大腸がんの発症について研究している札医大医学部第一内科の豊田実講師らのグループが、
RASSF2という遺伝子が大腸がんの進行を抑える働きを持つことを発見し、二日までに
米国消化器病学会の専門誌(電子版)で公表した。大腸がんになると、この抑制遺伝子の機能
が消失している場合のあることが分かり、機能回復を促す新薬の開発が進めば、従来より副作
用が少ない治療法の開発が期待できるという。
細胞が増殖する場合、スイッチの役割を果たす「K−ras」という遺伝子がシグナルを送り、
増殖を促進するタンパク質に働きかける。大腸がんは、K−rasのスイッチが入ったままシグ
ナルを出し続け、細胞増殖が止まらない状態だ。
研究グループは、すでに解析された人間の全遺伝情報「ヒトゲノム」の中から、K−rasの
働きを制御する遺伝子を探していて、RASSF2の存在に着目。

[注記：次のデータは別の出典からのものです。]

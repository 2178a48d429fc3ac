//! Configuration management
//!
//! This module handles loading the s3kv configuration file.
//! The configuration file is stored in TOML format at ~/.config/s3kv/config.toml.
//! Values from the environment or command line are layered on top by the
//! binary before a proxy is constructed; nothing is reloaded afterwards.

use std::path::PathBuf;

use serde::{Deserialize, Serialize};

use crate::error::{Error, Result};

/// Current configuration schema version
pub const SCHEMA_VERSION: u32 = 1;

/// Default backend region
const DEFAULT_REGION: &str = "us-east-1";

/// Main configuration structure
#[derive(Debug, Clone, Serialize, Deserialize)]
pub struct Config {
    /// Schema version for migration support
    pub schema_version: u32,

    /// Object-storage settings
    #[serde(default)]
    pub storage: Settings,
}

/// Settings needed to reach the storage backend
#[derive(Clone, PartialEq, Eq, Serialize, Deserialize)]
pub struct Settings {
    /// Bucket holding every stored item
    #[serde(default)]
    pub bucket: String,

    /// Access key ID
    #[serde(default)]
    pub access_key_id: String,

    /// Backend region name
    #[serde(default = "default_region")]
    pub region: String,

    /// Secret access key, used when the secret file yields nothing
    #[serde(default, skip_serializing_if = "Option::is_none")]
    pub secret_access_key: Option<String>,

    /// Mounted secret file overriding `secret_access_key`
    #[serde(default, skip_serializing_if = "Option::is_none")]
    pub secret_file: Option<PathBuf>,

    /// Custom endpoint for S3-compatible services
    #[serde(default, skip_serializing_if = "Option::is_none")]
    pub endpoint: Option<String>,

    /// Use path-style bucket addressing
    #[serde(default)]
    pub force_path_style: bool,
}

fn default_region() -> String {
    DEFAULT_REGION.to_string()
}

impl Default for Settings {
    fn default() -> Self {
        Self {
            bucket: String::new(),
            access_key_id: String::new(),
            region: default_region(),
            secret_access_key: None,
            secret_file: None,
            endpoint: None,
            force_path_style: false,
        }
    }
}

impl std::fmt::Debug for Settings {
    fn fmt(&self, f: &mut std::fmt::Formatter<'_>) -> std::fmt::Result {
        f.debug_struct("Settings")
            .field("bucket", &self.bucket)
            .field("access_key_id", &self.access_key_id)
            .field("region", &self.region)
            .field(
                "secret_access_key",
                &self.secret_access_key.as_ref().map(|_| "<redacted>"),
            )
            .field("secret_file", &self.secret_file)
            .field("endpoint", &self.endpoint)
            .field("force_path_style", &self.force_path_style)
            .finish()
    }
}

impl Settings {
    /// Create settings with the required fields
    pub fn new(bucket: impl Into<String>, access_key_id: impl Into<String>) -> Self {
        Self {
            bucket: bucket.into(),
            access_key_id: access_key_id.into(),
            ..Default::default()
        }
    }

    /// Check that the settings can back a proxy
    ///
    /// Region names are checked by the client factory, not here.
    pub fn validate(&self) -> Result<()> {
        if self.bucket.is_empty() {
            return Err(Error::Config("bucket name is not configured".into()));
        }

        if let Some(endpoint) = &self.endpoint {
            url::Url::parse(endpoint)?;
        }

        Ok(())
    }
}

impl Default for Config {
    fn default() -> Self {
        Self {
            schema_version: SCHEMA_VERSION,
            storage: Settings::default(),
        }
    }
}

/// Configuration manager handles loading and saving config
#[derive(Debug)]
pub struct ConfigManager {
    config_path: PathBuf,
}

impl ConfigManager {
    /// Create a new ConfigManager with the default config path
    pub fn new() -> Result<Self> {
        let config_dir = dirs::config_dir()
            .ok_or_else(|| Error::Config("Could not determine config directory".into()))?;
        let config_path = config_dir.join("s3kv").join("config.toml");
        Ok(Self { config_path })
    }

    /// Create a ConfigManager with a custom path
    pub fn with_path(path: PathBuf) -> Self {
        Self { config_path: path }
    }

    /// Get the configuration file path
    pub fn config_path(&self) -> &PathBuf {
        &self.config_path
    }

    /// Load configuration from disk
    ///
    /// If the configuration file doesn't exist, returns a default configuration.
    pub fn load(&self) -> Result<Config> {
        if !self.config_path.exists() {
            return Ok(Config::default());
        }

        let content = std::fs::read_to_string(&self.config_path)?;
        let config: Config = toml::from_str(&content)?;

        if config.schema_version > SCHEMA_VERSION {
            return Err(Error::Config(format!(
                "Configuration file version {} is newer than supported version {}. Please upgrade s3kv.",
                config.schema_version, SCHEMA_VERSION
            )));
        }

        Ok(config)
    }
}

RASSF2は、K−ras
が活性化するとくっついてシグナルを出すのをやめさせ、増殖にブレーキをかけたり、細胞死を
進めたりしていることを突き止めた。同時に、大腸がんの約半分で、遺伝子の機能を消失させる
「メチル化」が起き、RASSF2が働いていないことも判明した。
すでに米国では、メチル化した遺伝子を正常な状態に戻す新薬の研究が進んでいる。新薬の
開発が進めば、RASSF2の機能を回復し、大腸がんの進行を食い止めることが可能になる
という。
新薬は、細胞そのものを死滅させる抗がん剤や放射線療法などに比べ、副作用が少ないとみら
れている。
研究グループの同大医学部第一内科の秋野公臣医師(33)は「今回の研究成果が、患者の
負担を減らす新薬の開発につながってほしい。さらに研究が進めば、大腸がんだけでなく、
他のがんにも応用できる可能性がある」と話している。
札医大と米ジョンズホプキンス大の共同研究グループは昨年、大腸がんの初期段階でも、同じ
ように細胞増殖を抑制する遺伝子の存在と、その機能消失の関係を解明している。